- Written by: Karen Struck
- Directed by: James A. Contner
- Starring: Florence Henderson Donna Mills Pam Grier
- Theme music composer: Alex Wilkinson
- Country of origin: United States
- Original language: English

Production
- Producers: Robert Halmi, Jr. Larry Levinson Michael Moran
- Cinematography: Brian Shanley
- Editor: Colleen Halsey
- Running time: 120 minutes
- Production companies: Faith & Family Entertainment

Original release
- Network: Hallmark Channel
- Release: October 18, 2008

= Ladies of the House =

2008 American televison film

Ladies of the House is a television movie made-for-TV movie that aired on Hallmark Channel in October 2008. It stars Florence Henderson, Donna Mills, and Pam Grier.

== Plot ==
A house owned by a church, to be sold to fund the day care center, is in need of major remodeling.

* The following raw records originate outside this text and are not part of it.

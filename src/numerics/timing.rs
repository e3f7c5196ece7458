//! Per-thread timing of operator assembly and linear solves.
//!
//! Compiled to no-ops unless the `timing` feature is enabled.
#![allow(unused)]
use std::cell::RefCell;
use std::time::Duration;

#[derive(Default, Clone, Debug)]
pub struct TimingStats {
    pub assembly_times: Vec<Duration>,
    pub linear_solve_times: Vec<Duration>,
}

impl TimingStats {
    pub fn new() -> Self {
        Self::default()
    }

    #[cfg(feature = "timing")]
    pub fn print_summary(&self) {
        let total_assembly: Duration = self.assembly_times.iter().sum();
        let total_linear: Duration = self.linear_solve_times.iter().sum();

        println!("\n{}", "=".repeat(60));
        println!("{:^60}", "SOLVER TIMING SUMMARY");
        println!("{}", "=".repeat(60));
        println!(
            "  Operator assembly:         {:>9.3}ms  ({} calls)",
            total_assembly.as_secs_f64() * 1000.0,
            self.assembly_times.len()
        );
        println!(
            "  Linear solve:              {:>9.3}ms  ({} calls)",
            total_linear.as_secs_f64() * 1000.0,
            self.linear_solve_times.len()
        );
        println!("{}\n", "=".repeat(60));
    }

    #[cfg(not(feature = "timing"))]
    pub fn print_summary(&self) {}
}

#[cfg(feature = "timing")]
thread_local! {
    static TIMING_STATS: RefCell<TimingStats> = RefCell::new(TimingStats::new());
}

#[cfg(feature = "timing")]
pub fn reset_timing() {
    TIMING_STATS.with(|stats| {
        *stats.borrow_mut() = TimingStats::new();
    });
}

#[cfg(not(feature = "timing"))]
pub fn reset_timing() {}

#[cfg(feature = "timing")]
fn timed<F, R>(f: F, slot: fn(&mut TimingStats) -> &mut Vec<Duration>) -> R
where
    F: FnOnce() -> R,
{
    let start = std::time::Instant::now();
    let result = f();
    let elapsed = start.elapsed();
    TIMING_STATS.with(|stats| slot(&mut stats.borrow_mut()).push(elapsed));
    result
}

#[cfg(feature = "timing")]
pub fn record_assembly<F, R>(f: F) -> R
where
    F: FnOnce() -> R,
{
    timed(f, |s| &mut s.assembly_times)
}

#[cfg(not(feature = "timing"))]
pub fn record_assembly<F, R>(f: F) -> R
where
    F: FnOnce() -> R,
{
    f()
}

#[cfg(feature = "timing")]
pub fn record_linear_solve<F, R>(f: F) -> R
where
    F: FnOnce() -> R,
{
    timed(f, |s| &mut s.linear_solve_times)
}

#[cfg(not(feature = "timing"))]
pub fn record_linear_solve<F, R>(f: F) -> R
where
    F: FnOnce() -> R,
{
    f()
}

/// Snapshot of this thread's timings.
#[cfg(feature = "timing")]
pub fn current_timing() -> TimingStats {
    TIMING_STATS.with(|stats| stats.borrow().clone())
}

#[cfg(not(feature = "timing"))]
pub fn current_timing() -> TimingStats {
    TimingStats::new()
}
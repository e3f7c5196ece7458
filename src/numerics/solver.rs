use log::debug;
use nalgebra::DVector;
use serde::{Deserialize, Serialize};
use thiserror::Error;

use crate::numerics::SolveControl;
use crate::numerics::csr::CsrMatrix;
use crate::numerics::timing::record_linear_solve;

#[derive(Debug, Error, Clone, PartialEq)]
pub enum SolverError {
    #[error("system matrix is singular")]
    Singular,
    #[error("linear solve produced NaN or Inf")]
    NonFinite,
    #[error("no convergence (scaled residual {residual:.3e})")]
    NonConvergence { residual: f64 },
    #[error("Krylov solve failed: {0}")]
    LinearSolveFailed(String),
    #[error("deadline exceeded")]
    DeadlineExceeded,
    #[error("solve cancelled")]
    Cancelled,
    #[error("dimension mismatch: matrix has {expected} rows, right-hand side {got}")]
    DimensionMismatch { expected: usize, got: usize },
}

#[derive(Debug, Clone)]
pub struct SolverResult {
    pub solution: DVector<f64>,
    pub final_residual: f64,
}

/// Solves `A x = b` for an assembled sparse system.
pub trait LinearSolver {
    fn solve(
        &self,
        matrix: &CsrMatrix,
        rhs: &DVector<f64>,
        control: &SolveControl,
    ) -> Result<SolverResult, SolverError>;
}

/// Which linear solver handles a field solve.
#[derive(Debug, Clone, Copy, Default, PartialEq, Eq, Serialize, Deserialize)]
#[serde(rename_all = "snake_case")]
pub enum LinearBackend {
    /// Dense LU up to [`DENSE_LIMIT`] unknowns, BiCGStab above.
    #[default]
    Auto,
    DenseLu,
    /// Jacobi-scaled BiCGStab from `kryst`.
    Krylov,
}

/// Largest system routed to the dense factorisation by [`LinearBackend::Auto`].
pub const DENSE_LIMIT: usize = 512;

impl LinearBackend {
    pub fn resolve(self, unknowns: usize) -> LinearBackend {
        match self {
            LinearBackend::Auto if unknowns <= DENSE_LIMIT => LinearBackend::DenseLu,
            LinearBackend::Auto => LinearBackend::Krylov,
            other => other,
        }
    }
}

/// Direct solve through a dense LU factorisation.
///
/// Memory grows with the square of the unknown count; meant for small grids
/// and for cross-checking the iterative path.
#[derive(Debug, Clone, Copy, Default)]
pub struct DenseLuSolver;

impl LinearSolver for DenseLuSolver {
    fn solve(
        &self,
        matrix: &CsrMatrix,
        rhs: &DVector<f64>,
        control: &SolveControl,
    ) -> Result<SolverResult, SolverError> {
        check_dims(matrix, rhs)?;
        if control.is_cancelled() {
            return Err(SolverError::Cancelled);
        }

        let dense = matrix.to_dense();
        let solution = record_linear_solve(|| dense.lu().solve(rhs)).ok_or(SolverError::Singular)?;
        if !solution.iter().all(|v| v.is_finite()) {
            return Err(SolverError::NonFinite);
        }
        if control.is_expired() {
            return Err(SolverError::DeadlineExceeded);
        }

        let final_residual = (rhs - matrix.mul_vec(&solution)).norm();
        debug!("dense LU solve: {} unknowns, residual {:.3e}", rhs.len(), final_residual);
        Ok(SolverResult {
            solution,
            final_residual,
        })
    }
}

pub(crate) fn check_dims(matrix: &CsrMatrix, rhs: &DVector<f64>) -> Result<(), SolverError> {
    if matrix.n() != rhs.len() {
        return Err(SolverError::DimensionMismatch {
            expected: matrix.n(),
            got: rhs.len(),
        });
    }
    if !rhs.iter().all(|v| v.is_finite()) {
        return Err(SolverError::NonFinite);
    }
    Ok(())
}

#[cfg(test)]
mod tests {
    use super::*;
    use approx::assert_relative_eq;

    fn tridiag() -> CsrMatrix {
        CsrMatrix::from_csr(
            3,
            vec![0, 2, 5, 7],
            vec![0, 1, 0, 1, 2, 1, 2],
            vec![2.0, -1.0, -1.0, 2.0, -1.0, -1.0, 2.0],
        )
    }

    #[test]
    fn dense_solves_small_system() {
        let b = DVector::from_vec(vec![1.0, 0.0, 1.0]);
        let r = DenseLuSolver.solve(&tridiag(), &b, &SolveControl::default()).unwrap();
        for v in r.solution.iter() {
            assert_relative_eq!(*v, 1.0, epsilon = 1e-12);
        }
        assert!(r.final_residual < 1e-12);
    }

    #[test]
    fn dense_reports_singular_matrix() {
        // rows sum to zero: constant vector in the nullspace
        let a = CsrMatrix::from_csr(
            2,
            vec![0, 2, 4],
            vec![0, 1, 0, 1],
            vec![-1.0, 1.0, 1.0, -1.0],
        );
        let b = DVector::from_vec(vec![1.0, 0.0]);
        let err = DenseLuSolver.solve(&a, &b, &SolveControl::default()).unwrap_err();
        assert!(matches!(err, SolverError::Singular | SolverError::NonFinite));
    }

    #[test]
    fn rejects_mismatched_rhs() {
        let b = DVector::from_vec(vec![1.0, 0.0]);
        assert_eq!(
            DenseLuSolver.solve(&tridiag(), &b, &SolveControl::default()).unwrap_err(),
            SolverError::DimensionMismatch { expected: 3, got: 2 }
        );
    }

    #[test]
    fn auto_backend_switches_on_size() {
        assert_eq!(LinearBackend::Auto.resolve(100), LinearBackend::DenseLu);
        assert_eq!(LinearBackend::Auto.resolve(1000), LinearBackend::Krylov);
        assert_eq!(LinearBackend::DenseLu.resolve(1_000_000), LinearBackend::DenseLu);
    }
}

The pastor enlists three women to take on the project: Birdie (Pam Grier), Rose (Florence Henderson), and Elizabeth (Donna Mills). Initially they want to hire someone to do it all, but as their budget is limited, they realize they must to do it themselves. As they remodel the decrepit house, Elizabeth discovers her marriage is over, Birdie deals with her husband's retirement, and Rose copes with the news that her husband (Lance Henriksen), has been diagnosed with cancer. They also make unlikely friendships with men at the local hardware store, and their intimidating neighbor, Junior.

==Cast==
- Florence Henderson as Rose Olmstead
- Donna Mills as Elizabeth Waldman
- Pam Grier as Roberta "Birdie" Marchand
- Lance Henriksen as Frank Olmstead
- Gordon Thomson as Richard Waldman
- Michael Ensign as Pastor Wesley
- Richard Roundtree as Stan Marchand
- Lobo Sebastian as Junior

==Reception==
Ladies of the House did fairly well for Hallmark Channel: it received a 1.9 household rating and delivered over 1.6 million homes and 2.9 million total viewers on the day of its premiere, ranking it as the second-highest-rated ad-supported cable movie of the week and boosting the network to rank sixth in Prime Time for the day. The movie also doubled their October-to-date Prime Time rating among women between the ages of 25-54.